JNK2 and p38 MAPK over-expressions do not represent key events in chronic myeloid leukemia transformation.

Over-expression of two members of MAP kinase family (JNK2 and p38) has been already observed in chronic myeloid leukemia (CML). In the present study, significance of this deregulation was investigated. Impacts of JNK2/p38 suppression on gene expression profile of CML cell lines (K562/KU-812) were studied using an experimental approach that combines siRNA-mediated specific inhibition of the genes and array-based expression analyses.
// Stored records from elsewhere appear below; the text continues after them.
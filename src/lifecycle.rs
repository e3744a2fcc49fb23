// src/lifecycle.rs

//! Per-correlation operation state machine and terminal resolutions
//!
//! Every dispatched operation moves through a small set of phases:
//!
//! ```text
//! Dispatched ──response(ok, data)──▶ AwaitingNotification ──notification──▶ Resolved
//!     │  └──response(ok, no data)─────────────────────────────────────────▶ Resolved
//!     ├──response(error) / transport failure ─────────────────────────────▶ Failed
//!     ├──sweep ───────────────────────────────────────────────────────────▶ TimedOut
//!     └──cancel ──────────────────────────────────────────────────────────▶ Cancelled
//! ```
//!
//! `AwaitingNotification` may additionally time out when its cached result
//! outlives the result TTL. Terminal phases are never stored; reaching one
//! removes the operation from every registry.

use std::collections::HashMap;
use std::fmt;

use chrono::{DateTime, Utc};
use serde::{Deserialize, Serialize};
use serde_json::Value;
use thiserror::Error;

use crate::correlation::CorrelationId;
use crate::error::Error;
use crate::types::RequestKind;

#[derive(Debug, Clone, Copy, PartialEq, Eq, Hash, Serialize, Deserialize)]
#[serde(rename_all = "snake_case")]
pub enum OperationPhase {
    Dispatched,
    AwaitingNotification,
    Resolved,
    Failed,
    TimedOut,
    Cancelled,
}

impl OperationPhase {
    pub fn is_terminal(self) -> bool {
        matches!(
            self,
            Self::Resolved | Self::Failed | Self::TimedOut | Self::Cancelled
        )
    }
}

impl fmt::Display for OperationPhase {
    fn fmt(&self, f: &mut fmt::Formatter<'_>) -> fmt::Result {
        match self {
            Self::Dispatched => write!(f, "DISPATCHED"),
            Self::AwaitingNotification => write!(f, "AWAITING_NOTIFICATION"),
            Self::Resolved => write!(f, "RESOLVED"),
            Self::Failed => write!(f, "FAILED"),
            Self::TimedOut => write!(f, "TIMED_OUT"),
            Self::Cancelled => write!(f, "CANCELLED"),
        }
    }
}

#[derive(Debug, Clone, Copy, PartialEq, Eq)]
pub enum LifecycleEvent {
    /// Successful direct response whose data must wait for an entity
    ResponseWithPendingData,
    /// Successful direct response with nothing left to merge
    ResponseSettled,
    ResponseFailed,
    TransportFailed,
    NotificationMerged,
    Expired,
    Cancelled,
}

#[derive(Debug, Clone, PartialEq, Eq, Error)]
pub enum TransitionError {
    #[error("phase {from} is terminal; {event:?} ignored")]
    AlreadyTerminal {
        from: OperationPhase,
        event: LifecycleEvent,
    },
    #[error("event {event:?} is not valid in phase {from}")]
    Invalid {
        from: OperationPhase,
        event: LifecycleEvent,
    },
}

/// Computes the next phase for `event`
pub fn transition(
    from: OperationPhase,
    event: LifecycleEvent,
) -> Result<OperationPhase, TransitionError> {
    use LifecycleEvent as E;
    use OperationPhase as P;

    if from.is_terminal() {
        return Err(TransitionError::AlreadyTerminal { from, event });
    }

    match (from, event) {
        (P::Dispatched, E::ResponseWithPendingData) => Ok(P::AwaitingNotification),
        (P::Dispatched, E::ResponseSettled) => Ok(P::Resolved),
        (P::Dispatched, E::ResponseFailed) => Ok(P::Failed),
        (P::Dispatched, E::TransportFailed) => Ok(P::Failed),
        (P::AwaitingNotification, E::NotificationMerged) => Ok(P::Resolved),
        (_, E::Expired) => Ok(P::TimedOut),
        (_, E::Cancelled) => Ok(P::Cancelled),
        (from, event) => Err(TransitionError::Invalid { from, event }),
    }
}

/// Non-terminal phases of live operations
#[derive(Debug, Default)]
pub struct LifecycleTable {
    phases: HashMap<CorrelationId, OperationPhase>,
}

impl LifecycleTable {
    pub fn new() -> Self {
        Self::default()
    }

    pub fn begin(&mut self, correlation_id: CorrelationId) {
        self.phases
            .insert(correlation_id, OperationPhase::Dispatched);
    }

    pub fn phase(&self, correlation_id: &CorrelationId) -> Option<OperationPhase> {
        self.phases.get(correlation_id).copied()
    }

    /// Applies `event`; terminal results drop the entry. Unknown IDs yield
    /// `None` without mutating anything.
    pub fn apply(
        &mut self,
        correlation_id: &CorrelationId,
        event: LifecycleEvent,
    ) -> Option<Result<OperationPhase, TransitionError>> {
        let from = self.phases.get(correlation_id).copied()?;
        let next = transition(from, event);
        match next {
            Ok(phase) if phase.is_terminal() => {
                self.phases.remove(correlation_id);
            }
            Ok(phase) => {
                self.phases.insert(correlation_id.clone(), phase);
            }
            Err(_) => {}
        }
        Some(next)
    }

    pub fn forget(&mut self, correlation_id: &CorrelationId) -> Option<OperationPhase> {
        self.phases.remove(correlation_id)
    }

    pub fn len(&self) -> usize {
        self.phases.len()
    }

    pub fn is_empty(&self) -> bool {
        self.phases.is_empty()
    }
}

#[derive(Debug, Clone, Copy, PartialEq, Eq, Serialize, Deserialize)]
#[serde(rename_all = "snake_case")]
pub enum FailureReason {
    Backend,
    Timeout,
    Transport,
    Cancelled,
}

impl FailureReason {
    /// Crate error carrying this failure
    pub fn error(self, recipient: Option<String>, message: impl Into<String>) -> Error {
        match self {
            Self::Backend => Error::backend(recipient, message),
            Self::Timeout => Error::timeout(message),
            Self::Transport => Error::transport(recipient, message),
            Self::Cancelled => Error::cancelled(message),
        }
    }
}

impl fmt::Display for FailureReason {
    fn fmt(&self, f: &mut fmt::Formatter<'_>) -> fmt::Result {
        match self {
            Self::Backend => write!(f, "backend error"),
            Self::Timeout => write!(f, "timed out"),
            Self::Transport => write!(f, "transport error"),
            Self::Cancelled => write!(f, "cancelled"),
        }
    }
}

#[derive(Debug, Clone, PartialEq, Serialize, Deserialize)]
#[serde(tag = "status", rename_all = "snake_case")]
pub enum Outcome {
    Succeeded { data: Option<Value> },
    Failed { reason: FailureReason, message: String },
}

/// Terminal answer for one correlation ID, delivered to UI listeners
#[derive(Debug, Clone, PartialEq, Serialize, Deserialize)]
pub struct Resolution {
    pub correlation_id: CorrelationId,
    pub kind: RequestKind,
    pub outcome: Outcome,
    pub resolved_at: DateTime<Utc>,
}

impl Resolution {
    pub fn succeeded(correlation_id: CorrelationId, kind: RequestKind, data: Option<Value>) -> Self {
        Self {
            correlation_id,
            kind,
            outcome: Outcome::Succeeded { data },
            resolved_at: Utc::now(),
        }
    }

    pub fn failed(
        correlation_id: CorrelationId,
        kind: RequestKind,
        reason: FailureReason,
        message: impl Into<String>,
    ) -> Self {
        Self {
            correlation_id,
            kind,
            outcome: Outcome::Failed {
                reason,
                message: message.into(),
            },
            resolved_at: Utc::now(),
        }
    }

    pub fn is_success(&self) -> bool {
        matches!(self.outcome, Outcome::Succeeded { .. })
    }

    pub fn failure_reason(&self) -> Option<FailureReason> {
        match &self.outcome {
            Outcome::Failed { reason, .. } => Some(*reason),
            Outcome::Succeeded { .. } => None,
        }
    }

    /// Response data on success, otherwise the failure as a crate error
    pub fn into_result(self) -> crate::error::Result<Option<Value>> {
        match self.outcome {
            Outcome::Succeeded { data } => Ok(data),
            Outcome::Failed { reason, message } => {
                Err(reason.error(None, message).correlation_id(self.correlation_id))
            }
        }
    }
}

#[cfg(test)]
mod tests {
    use super::*;

    #[test]
    fn test_happy_path_with_merge() {
        let awaiting =
            transition(OperationPhase::Dispatched, LifecycleEvent::ResponseWithPendingData)
                .unwrap();
        assert_eq!(awaiting, OperationPhase::AwaitingNotification);
        assert_eq!(
            transition(awaiting, LifecycleEvent::NotificationMerged).unwrap(),
            OperationPhase::Resolved
        );
    }

    #[test]
    fn test_terminal_phases_reject_events() {
        let err = transition(OperationPhase::Failed, LifecycleEvent::ResponseSettled).unwrap_err();
        assert!(matches!(err, TransitionError::AlreadyTerminal { .. }));
    }

    #[test]
    fn test_merge_requires_awaiting_phase() {
        let err = transition(OperationPhase::Dispatched, LifecycleEvent::NotificationMerged)
            .unwrap_err();
        assert!(matches!(err, TransitionError::Invalid { .. }));
    }

    #[test]
    fn test_table_drops_terminal_entries() {
        let mut table = LifecycleTable::new();
        let id = CorrelationId::from("c1");
        table.begin(id.clone());

        let phase = table
            .apply(&id, LifecycleEvent::ResponseWithPendingData)
            .unwrap()
            .unwrap();
        assert_eq!(phase, OperationPhase::AwaitingNotification);
        assert_eq!(table.phase(&id), Some(OperationPhase::AwaitingNotification));

        table.apply(&id, LifecycleEvent::NotificationMerged);
        assert_eq!(table.phase(&id), None);
        assert!(table.is_empty());
    }

    #[test]
    fn test_failed_resolution_becomes_error() {
        use crate::error::ErrorKind;

        let cases = [
            (FailureReason::Backend, "backend"),
            (FailureReason::Timeout, "timeout"),
            (FailureReason::Transport, "transport"),
            (FailureReason::Cancelled, "cancelled"),
        ];
        for (reason, label) in cases {
            let resolution =
                Resolution::failed("req-1".into(), RequestKind::UserMessage, reason, label);
            let error = resolution.into_result().unwrap_err();
            assert_eq!(error.message, label);
            assert_eq!(error.correlation_id, Some(CorrelationId::from("req-1")));
            let matched = match reason {
                FailureReason::Backend => matches!(error.kind, ErrorKind::Backend { .. }),
                FailureReason::Timeout => error.kind == ErrorKind::Timeout,
                FailureReason::Transport => matches!(error.kind, ErrorKind::Transport { .. }),
                FailureReason::Cancelled => error.kind == ErrorKind::Cancelled,
            };
            assert!(matched, "{} mapped to {:?}", label, error.kind);
        }

        let ok = Resolution::succeeded("req-2".into(), RequestKind::UserMessage, None);
        assert_eq!(ok.into_result().unwrap(), None);
    }

    #[test]
    fn test_unknown_id_is_untouched() {
        let mut table = LifecycleTable::new();
        assert!(table.apply(&"ghost".into(), LifecycleEvent::Expired).is_none());
        assert!(table.is_empty());
    }
}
After JNK2 depletion, 27 out of 588 tested genes showed significant expression changes, with 13 down-regulated genes and 14 up-regulated genes. Among others, expression of MSH2 and MSH6, mdm2, and caspase-2 was reduced and, on the other hand, MKK1 and MKK6, RFC2, cytokeratins K18 and K19, BAD, and DR5 expression was up-regulated. In the case of p38 silencing, 20 genes were considered as significantly deregulated (7 genes reduced, 13 over-expressed). These genes included caspase-10, SOD1, and Notch4 (down-regulation) and caspase-2 and caspase-3, CDC2, CDK4, and c-kit (up-regulation). In conclusion, comparison of expression profiles after JNK2 or p38 gene silencing revealed distinct sets of affected genes. The results implied an unequal impact of the MAPK deregulation on the CML cells. Further, we demonstrated that neither JNK2 nor p38 siRNAmediated inhibition led to significant change of CML cell proliferation. It suggests that there are other important, likely upstream regulators essential for CML malignant cell growth/transformation; therefore, separate inhibition of JNK2 or p38 MAPK gene is not sufficient for a proliferation arrest.